What is needed:
Every line of the material below that holds the string "coordinates" should be copied.

Information supplied:

//! Shared numeric constants for the angleview crate.

// ── Zoom ────────────────────────────────────────────────────────

/// Lowest allowed camera zoom.
pub const MIN_ZOOM: f64 = 0.5;

/// Highest allowed camera zoom.
pub const MAX_ZOOM: f64 = 5.0;

/// Multiplicative step used by the wheel and the discrete zoom buttons.
pub const ZOOM_STEP: f64 = 1.2;

// ── Coordinate plane ────────────────────────────────────────────

/// Upper bound of the valid coordinate range on both axes. Input points and
/// ruler tick values live in `[0, COORD_MAX]`.
pub const COORD_MAX: f64 = 800.0;

// ── Annotation ──────────────────────────────────────────────────

/// Angle-arc radius in world units. The on-screen radius is this times zoom.
pub const ARC_RADIUS_WORLD: f64 = 120.0;

/// Below this on-screen arc radius (pixels) the angle label moves outside
/// the triangle, where it no longer collides with the arc.
pub const MIN_READABLE_ARC_PX: f64 = 40.0;

/// Fraction of the vertex-to-centroid segment used to offset angle labels.
pub const LABEL_OFFSET_RATIO: f64 = 0.15;

/// Vertex marker radius in screen pixels (divided by zoom when drawn).
pub const POINT_MARKER_PX: f64 = 5.0;
//! Rendering: draws the annotated triangle and the rulers to a 2D context.
//!
//! This module is the only place that touches
//! [`web_sys::CanvasRenderingContext2d`]. It receives read-only views of the
//! session and camera state and produces pixels — it does not mutate any
//! application state.
//!
//! The scene is drawn entirely in world space inside a single
//! save/translate/scale/restore bracket, so every annotation scales
//! uniformly with zoom. Anything that should stay visually constant-width
//! under zoom (stroke widths, font sizes, marker radii) divides by the zoom
//! factor before drawing.
//!
//! All fallible `Canvas2D` calls propagate errors via `Result<(), JsValue>`;
//! the top-level caller ([`crate::engine::Engine`]) handles the result.

use wasm_bindgen::JsValue;
use web_sys::CanvasRenderingContext2d;

use crate::annotate::{interior_arc_sweep, label_anchor};
use crate::camera::{Camera, Point};
use crate::consts::{ARC_RADIUS_WORLD, POINT_MARKER_PX};
use crate::doc::Triangle;
use crate::geometry::AngleSet;
use crate::ruler::{Axis, tick_positions};

/// Triangle outline color and stroke width (screen pixels).
const TRIANGLE_STROKE: &str = "#333";
const TRIANGLE_WIDTH_PX: f64 = 2.0;

/// Angle arc / angle label color and arc stroke width (screen pixels).
const ANGLE_COLOR: &str = "#4CAF50";
const ARC_WIDTH_PX: f64 = 1.5;
const ANGLE_FONT_PX: f64 = 16.0;

/// Vertex marker fill and label styling.
const POINT_COLOR: &str = "#f44336";
const POINT_LABEL_COLOR: &str = "#333";
const POINT_FONT_PX: f64 = 14.0;
const POINT_LABEL_RISE_PX: f64 = 15.0;

/// Ruler styling.
const RULER_TICK_COLOR: &str = "#999";
const RULER_LABEL_COLOR: &str = "#555";
const RULER_TICK_LEN: f64 = 6.0;

/// Shown when no stored points were found for this session.
const NO_DATA_MESSAGE: &str = "No triangle data found. Please go back and enter points.";

/// Draw the full scene, or the placeholder message when no session is loaded.
///
/// `viewport_w` and `viewport_h` are in CSS pixels. `dpr` is the device
/// pixel ratio.
///
/// # Errors
///
/// Returns `Err` if any `Canvas2D` call fails (e.g. invalid context state).
pub fn draw(
    ctx: &CanvasRenderingContext2d,
    triangle: Option<&Triangle>,
    angles: Option<&AngleSet>,
    camera: &Camera,
    viewport_w: f64,
    viewport_h: f64,
    dpr: f64,
) -> Result<(), JsValue> {
    ctx.set_transform(dpr, 0.0, 0.0, dpr, 0.0, 0.0)?;
    ctx.clear_rect(0.0, 0.0, viewport_w, viewport_h);

    let (Some(triangle), Some(angles)) = (triangle, angles) else {
        return draw_no_data(ctx, viewport_w, viewport_h);
    };

    // One transform bracket for the whole scene: everything below draws in
    // world coordinates.
    ctx.save();
    ctx.translate(camera.pan_x, camera.pan_y)?;
    ctx.scale(camera.zoom, camera.zoom)?;

    draw_triangle_outline(ctx, triangle, camera.zoom);

    let centroid = triangle.centroid();
    let arc_radius_screen = camera.world_dist_to_screen(ARC_RADIUS_WORLD);
    let per_vertex = [
        (triangle.p1, triangle.p2, triangle.p3, angles.at_p1),
        (triangle.p2, triangle.p1, triangle.p3, angles.at_p2),
        (triangle.p3, triangle.p1, triangle.p2, angles.at_p3),
    ];
    for (vertex, n1, n2, angle) in per_vertex {
        draw_angle_arc(ctx, vertex, n1, n2, camera.zoom)?;
        draw_angle_label(ctx, vertex, centroid, angle, arc_radius_screen, camera.zoom)?;
    }

    for (vertex, name) in [(triangle.p1, "P1"), (triangle.p2, "P2"), (triangle.p3, "P3")] {
        draw_point_marker(ctx, vertex, name, camera.zoom)?;
    }

    ctx.restore();
    Ok(())
}

fn draw_no_data(ctx: &CanvasRenderingContext2d, viewport_w: f64, viewport_h: f64) -> Result<(), JsValue> {
    ctx.set_font("20px sans-serif");
    ctx.set_fill_style_str(POINT_LABEL_COLOR);
    ctx.set_text_align("center");
    ctx.set_text_baseline("middle");
    ctx.fill_text(NO_DATA_MESSAGE, viewport_w * 0.5, viewport_h * 0.5)?;
    Ok(())
}

fn draw_triangle_outline(ctx: &CanvasRenderingContext2d, triangle: &Triangle, zoom: f64) {
    ctx.begin_path();
    ctx.move_to(triangle.p1.x, triangle.p1.y);
    ctx.line_to(triangle.p2.x, triangle.p2.y);
    ctx.line_to(triangle.p3.x, triangle.p3.y);
    ctx.close_path();
    ctx.set_stroke_style_str(TRIANGLE_STROKE);
    ctx.set_line_width(TRIANGLE_WIDTH_PX / zoom);
    ctx.stroke();
}

fn draw_angle_arc(
    ctx: &CanvasRenderingContext2d,
    vertex: Point,
    neighbor1: Point,
    neighbor2: Point,
    zoom: f64,
) -> Result<(), JsValue> {
    let sweep = interior_arc_sweep(vertex, neighbor1, neighbor2);
    ctx.begin_path();
    ctx.arc(vertex.x, vertex.y, ARC_RADIUS_WORLD, sweep.start, sweep.end)?;
    ctx.set_stroke_style_str(ANGLE_COLOR);
    ctx.set_line_width(ARC_WIDTH_PX / zoom);
    ctx.stroke();
    Ok(())
}

fn draw_angle_label(
    ctx: &CanvasRenderingContext2d,
    vertex: Point,
    centroid: Point,
    angle_deg: f64,
    arc_radius_screen: f64,
    zoom: f64,
) -> Result<(), JsValue> {
    let anchor = label_anchor(vertex, centroid, arc_radius_screen);
    ctx.set_font(&format!("bold {:.2}px sans-serif", ANGLE_FONT_PX / zoom));
    ctx.set_fill_style_str(ANGLE_COLOR);
    ctx.set_text_align("center");
    ctx.set_text_baseline("middle");
    ctx.fill_text(&format_angle(angle_deg), anchor.pos.x, anchor.pos.y)?;
    Ok(())
}

/// Angle text with one decimal place. A degenerate triangle yields `NaN`
/// angles; those render as an em dash rather than "NaN°".
fn format_angle(angle_deg: f64) -> String {
    if angle_deg.is_nan() {
        "—".to_owned()
    } else {
        format!("{angle_deg:.1}°")
    }
}

fn draw_point_marker(
    ctx: &CanvasRenderingContext2d,
    point: Point,
    name: &str,
    zoom: f64,
) -> Result<(), JsValue> {
    ctx.begin_path();
    ctx.arc(point.x, point.y, POINT_MARKER_PX / zoom, 0.0, 2.0 * std::f64::consts::PI)?;
    ctx.set_fill_style_str(POINT_COLOR);
    ctx.fill();

    ctx.set_font(&format!("{:.2}px sans-serif", POINT_FONT_PX / zoom));
    ctx.set_fill_style_str(POINT_LABEL_COLOR);
    ctx.set_text_align("center");
    ctx.set_text_baseline("alphabetic");
    ctx.fill_text(name, point.x, point.y - POINT_LABEL_RISE_PX / zoom)?;
    Ok(())
}

/// Re-draw one ruler strip from the current camera.
///
/// `length` is the ruler's extent along its axis and `thickness` across it,
/// both in pixels. Tick values are world coordinates; marks sit at the edge
/// shared with the main canvas.
///
/// # Errors
///
/// Returns `Err` if any `Canvas2D` call fails.
pub fn draw_ruler(
    ctx: &CanvasRenderingContext2d,
    camera: Camera,
    axis: Axis,
    length: f64,
    thickness: f64,
) -> Result<(), JsValue> {
    ctx.set_transform(1.0, 0.0, 0.0, 1.0, 0.0, 0.0)?;
    match axis {
        Axis::X => ctx.clear_rect(0.0, 0.0, length, thickness),
        Axis::Y => ctx.clear_rect(0.0, 0.0, thickness, length),
    }

    ctx.set_stroke_style_str(RULER_TICK_COLOR);
    ctx.set_line_width(1.0);
    ctx.set_fill_style_str(RULER_LABEL_COLOR);
    ctx.set_font("10px sans-serif");

    for tick in tick_positions(camera, axis, length) {
        let label = format!("{:.0}", tick.value);
        ctx.begin_path();
        match axis {
            Axis::X => {
                ctx.move_to(tick.screen, thickness - RULER_TICK_LEN);
                ctx.line_to(tick.screen, thickness);
                ctx.stroke();
                ctx.set_text_align("center");
                ctx.set_text_baseline("alphabetic");
                ctx.fill_text(&label, tick.screen, thickness - RULER_TICK_LEN - 2.0)?;
            }
            Axis::Y => {
                ctx.move_to(thickness - RULER_TICK_LEN, tick.screen);
                ctx.line_to(thickness, tick.screen);
                ctx.stroke();
                ctx.set_text_align("right");
                ctx.set_text_baseline("middle");
                ctx.fill_text(&label, thickness - RULER_TICK_LEN - 2.0, tick.screen)?;
            }
        }
    }
    Ok(())
}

Exercise solution:
    // world coordinates.
/// both in pixels. Tick values are world coordinates; marks sit at the edge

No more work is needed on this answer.